Seasonally-adjusted insured unemployment also remains on a downward trend, remaining at 1.6% from the prior rate. Meanwhile, ADP also released a study that showed private sector employment rose by 173,000 jobs in April, but only 38000 in May.
Since ADP services a large number of private employers, ADP’s data is a good indicator of private business demand for workers. The increase was boosted by small businesses, which increased their labor force by 76,000 people. Ahu Yildirmaz, head of ADP Research Institute, noted that large businesses are remaining a weaker part of America’s economy. "Job creation appears to have slowed as we move further into 2016,” he said, adding, "Job creation appears to have slowed as we move further into 2016."
Weakness in the data remained for manufacturing, which lost 3,000 jobs; however, all other industries gained jobs.
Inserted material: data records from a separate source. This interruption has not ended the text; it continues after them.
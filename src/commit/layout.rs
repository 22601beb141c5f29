//! Layout phase - runs after the host tree is mutated, before passive effects.

use crate::engine::{Engine, Flags, NodeId, NodeQueue, WorkTag};
use crate::hooks::{HookFlags, commit_mount};

use super::{class_instance, class_state};

impl Engine {
    /// Children first, so a parent's layout effect sees mounted children.
    pub(super) fn commit_layout_effects(&mut self, node: NodeId) {
        if self.arena[node].subtree_flags.intersects(Flags::LAYOUT_MASK) {
            for child in self.arena.children(node) {
                self.commit_layout_effects(child);
            }
        }

        let entry = &self.arena[node];
        if !entry.flags.contains(Flags::UPDATE) {
            return;
        }
        match entry.tag {
            WorkTag::FunctionComponent => {
                if let NodeQueue::Effects(effects) = &entry.update_queue {
                    commit_mount(effects, HookFlags::LAYOUT | HookFlags::HAS_EFFECT);
                }
            }
            WorkTag::ClassComponent => {
                let Some(instance) = class_instance(&entry.state_node) else {
                    return;
                };
                let Some(state) = class_state(&entry.memoized_state) else {
                    return;
                };
                match entry.alternate {
                    None => {
                        tracing::trace!(node = ?node, "did_mount");
                        instance.borrow_mut().did_mount(&entry.memoized_props, &state);
                    }
                    Some(current) => {
                        let previous = &self.arena[current];
                        let prev_state = class_state(&previous.memoized_state).unwrap_or(state);
                        tracing::trace!(node = ?node, "did_update");
                        instance.borrow_mut().did_update(&previous.memoized_props, &prev_state);
                    }
                }
            }
            _ => {}
        }
    }
}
Trade, transportation, utilities, and business services industries lead the gains, helping service-providing sectors gain 175,000 jobs in total.
Commenting on the data, Moody’s Chief Economist Mark Zandi made a cautious note, arguing that the job gains remain weak and America needs the job growth rate to accelerate so that America’s economy can grow and consumers can regain confidence. “Growth has moderated this spring as energy companies and manufacturers shed jobs. Retailers are also more circumspect in their hiring. Despite the recent slowdown, job growth remains strong enough to reduce underemployment,” he said.
The labor market has been a primary focus of the Federal Reserve, with several heads of regional Fed banks arguing that an improvement in the labor market, including improving wage growth, is urging them to raise interest rates to control a further increase in Americans’ purchasing power that could cause stronger inflation. Inflation, as measured by the Personal Consumption Expenditure (PCE) metric, remains extremely low, however, at just 1.1%, according to the latest reading.